*** Opening AVAILABLE RECORDS ***

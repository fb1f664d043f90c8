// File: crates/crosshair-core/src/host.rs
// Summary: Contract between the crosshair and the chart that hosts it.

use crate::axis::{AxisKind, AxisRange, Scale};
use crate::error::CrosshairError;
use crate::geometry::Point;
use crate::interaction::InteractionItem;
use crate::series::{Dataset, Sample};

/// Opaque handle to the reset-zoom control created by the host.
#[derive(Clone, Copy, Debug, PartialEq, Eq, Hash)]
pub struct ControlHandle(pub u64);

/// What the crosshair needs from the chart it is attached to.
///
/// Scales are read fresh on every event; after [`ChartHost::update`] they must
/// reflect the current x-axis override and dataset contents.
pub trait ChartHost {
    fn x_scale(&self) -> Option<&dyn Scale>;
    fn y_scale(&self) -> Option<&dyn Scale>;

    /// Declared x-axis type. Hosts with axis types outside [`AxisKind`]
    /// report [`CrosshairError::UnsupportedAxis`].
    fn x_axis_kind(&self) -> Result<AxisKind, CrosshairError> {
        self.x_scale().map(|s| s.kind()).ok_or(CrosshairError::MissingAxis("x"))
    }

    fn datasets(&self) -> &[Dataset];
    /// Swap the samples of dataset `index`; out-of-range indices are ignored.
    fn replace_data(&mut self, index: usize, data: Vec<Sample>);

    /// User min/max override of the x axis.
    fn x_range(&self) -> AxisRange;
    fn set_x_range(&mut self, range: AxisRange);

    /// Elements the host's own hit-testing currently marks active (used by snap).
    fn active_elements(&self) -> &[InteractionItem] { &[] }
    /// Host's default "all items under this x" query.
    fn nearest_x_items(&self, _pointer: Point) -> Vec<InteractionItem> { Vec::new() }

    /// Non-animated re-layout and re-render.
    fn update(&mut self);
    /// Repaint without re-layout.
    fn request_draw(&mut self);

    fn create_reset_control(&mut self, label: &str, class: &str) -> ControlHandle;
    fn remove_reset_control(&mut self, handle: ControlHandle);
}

*** Closing AVAILABLE RECORDS ***

# EXERCISE GOAL:
The lines to copy are those in the records above containing the word "AxisKind".

# WORKED SOLUTION:
use crate::axis::{AxisKind, AxisRange, Scale};
    /// Declared x-axis type. Hosts with axis types outside [`AxisKind`]
    fn x_axis_kind(&self) -> Result<AxisKind, CrosshairError> {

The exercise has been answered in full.